Yeah, cutting days out of calendars seems a little weird, but, then again, we are living in an era in which the NCAA absurdly "vacates" games---effectively wipes them from the record books---rather than forcing teams caught cheating to forfeit their ill-gotten victories to opponents who played by the rules, so how big a stretch is it to erase whole days from the calendar?

That was the question I asked myself when DavetheDawg wrote that July was the cruelest month. Clearly, he’s right; it is . . . so let’s get rid of it.

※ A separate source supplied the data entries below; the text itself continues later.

//! Integration test: the fixed-signature entry point as a host drives it.
//!
//! The process-default instance is shared by every test in this binary,
//! so each test holds `SERIAL` for its whole run.

use std::ffi::{CStr, CString};
use std::os::raw::c_char;
use std::sync::{Mutex, MutexGuard, PoisonError};

use runnel_ffi::config::{runnel_config_create, runnel_config_set_model_path};
use runnel_ffi::{
    runnel_bridge, runnel_default_configure, runnel_default_reset, runnel_default_state,
    runnel_error_message_copy, runnel_error_message_len, RunnelStatus,
};
use runnel_test_utils::fixtures::{treatment_train_model, zero_subcatchment_model};
use runnel_test_utils::ModelFile;

static SERIAL: Mutex<()> = Mutex::new(());

fn serial() -> MutexGuard<'static, ()> {
    SERIAL.lock().unwrap_or_else(PoisonError::into_inner)
}

struct Host {
    inargs: [f64; 10],
    outargs: [f64; 10],
}

impl Host {
    fn new() -> Self {
        Self {
            inargs: [0.0; 10],
            outargs: [0.0; 10],
        }
    }

    fn call(&mut self, method: i32) -> i32 {
        let mut status = 42;
        runnel_bridge(method, &mut status, self.inargs.as_mut_ptr(), self.outargs.as_mut_ptr());
        status
    }

    fn message(&self) -> String {
        let slot = self.outargs[0];
        let len = runnel_error_message_len(slot);
        let mut buf = vec![0 as c_char; len + 1];
        assert_eq!(runnel_error_message_copy(slot, buf.as_mut_ptr(), buf.len()), len);
        // The address itself points at the same text.
        let direct = unsafe { CStr::from_ptr(slot.to_bits() as usize as *const c_char) };
        let copied = unsafe { CStr::from_ptr(buf.as_ptr()) };
        assert_eq!(direct, copied);
        copied.to_str().unwrap().to_string()
    }
}

fn configure(file: &ModelFile) {
    let mut config = 0u64;
    assert_eq!(runnel_config_create(&mut config), 0);
    let path = CString::new(file.path().to_str().unwrap()).unwrap();
    assert_eq!(runnel_config_set_model_path(config, path.as_ptr()), 0);
    // A previous test may have left a Ready instance behind on failure.
    let mut host = Host::new();
    host.call(99);
    runnel_default_reset();
    assert_eq!(runnel_default_configure(config), 0);
}

fn state() -> i32 {
    let mut out = -1;
    assert_eq!(runnel_default_state(&mut out), 0);
    out
}

#[test]
fn realizations_through_the_default_instance() {
    let _guard = serial();
    let file = ModelFile::new(&treatment_train_model());
    configure(&file);
    let mut host = Host::new();

    assert_eq!(state(), 0);
    assert_eq!(host.call(2), 0);
    assert_eq!(host.outargs[0], 1.0);
    assert_eq!(host.call(3), 0);
    assert_eq!(&host.outargs[..2], &[1.0, 1.0]);

    assert_eq!(host.call(1), 1);
    assert_eq!(host.call(0), 0);
    assert_eq!(state(), 1);
    assert_eq!(host.call(1), 0);
    assert_eq!(host.outargs[0], 0.0);
    host.inargs[0] = 5.0;
    assert_eq!(host.call(1), 0);
    host.inargs[0] = 10.0;
    assert_eq!(host.call(1), 0);

    assert_eq!(runnel_default_reset(), RunnelStatus::InUse as i32);
    assert_eq!(host.call(99), 0);
    assert_eq!(state(), 2);
    assert_eq!(host.call(99), 1);
    assert_eq!(host.call(0), 1);
    assert_eq!(host.call(2), 0);

    // Second realization with the same configuration.
    assert_eq!(runnel_default_reset(), 0);
    assert_eq!(state(), 0);
    assert_eq!(host.call(0), 0);
    assert_eq!(host.call(1), 0);
    assert_eq!(host.call(99), 0);
}

#[test]
fn initialize_failure_carries_a_message() {
    let _guard = serial();
    let file = ModelFile::new(&zero_subcatchment_model());
    configure(&file);
    let mut host = Host::new();
    assert_eq!(host.call(0), -1);
    assert!(host.message().contains("no subcatchments"));
    assert_eq!(state(), 0);
}

#[test]
fn step_failure_keeps_the_simulation_ready() {
    let _guard = serial();
    let file = ModelFile::new(&treatment_train_model());
    configure(&file);
    let mut host = Host::new();
    host.call(0);
    host.inargs[0] = -3.0;
    assert_eq!(host.call(1), -1);
    assert!(host.message().contains("non-negative"));
    assert_eq!(state(), 1);
    host.inargs[0] = 0.0;
    assert_eq!(host.call(1), 0);
    assert_eq!(host.call(99), 0);
}

#[test]
fn unknown_codes_and_null_arguments_fail() {
    let _guard = serial();
    let file = ModelFile::new(&treatment_train_model());
    configure(&file);
    let mut host = Host::new();
    host.outargs = [7.5; 10];
    for code in [-1, 4, 98, 100, i32::MAX] {
        assert_eq!(host.call(code), 1);
    }
    assert_eq!(host.outargs, [7.5; 10]);

    let mut status = 42;
    runnel_bridge(2, &mut status, std::ptr::null_mut(), host.outargs.as_mut_ptr());
    assert_eq!(status, 1);
    runnel_bridge(2, std::ptr::null_mut(), host.inargs.as_mut_ptr(), host.outargs.as_mut_ptr());
}

#[test]
fn configure_is_refused_while_running() {
    let _guard = serial();
    let file = ModelFile::new(&treatment_train_model());
    configure(&file);
    let mut host = Host::new();
    assert_eq!(host.call(0), 0);

    let mut config = 0u64;
    runnel_config_create(&mut config);
    assert_eq!(runnel_default_configure(config), RunnelStatus::InUse as i32);
    assert_eq!(
        runnel_default_configure(config),
        RunnelStatus::InvalidHandle as i32,
        "the config is consumed even when refused"
    );
    assert_eq!(host.call(99), 0);
}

What college football fan enjoys the month of July? It’s the worst part of the offseason. I say, let’s skip it. Go straight from June 30 to August 1. Yeah, I know, that will mess up all the other dates, but we’ve been getting wonky weather the last few years, anyway, so this will just be par for the course. As an added bonus, by backing up the calendar by a full month, we’ll be able to get started playing baseball at the right time in spite of the uniform start date! Anyway, if it’s that big a deal to you that the calendar synch up from year to year, we can always make June a 60-day month, which would make August feel like it just flew by.

That’s my solution: get rid of July. Oh, all right, kill and eat our goat mascot as soon as we lose, and get rid of July. Yeah, that’s the ticket.

(To answer your question, yes, it’s starting to scare me a little just how much sense this stuff is starting to make, but the last three and a half years of being a Bulldog fan will do that to a fellow!)

Go ‘Dawgs!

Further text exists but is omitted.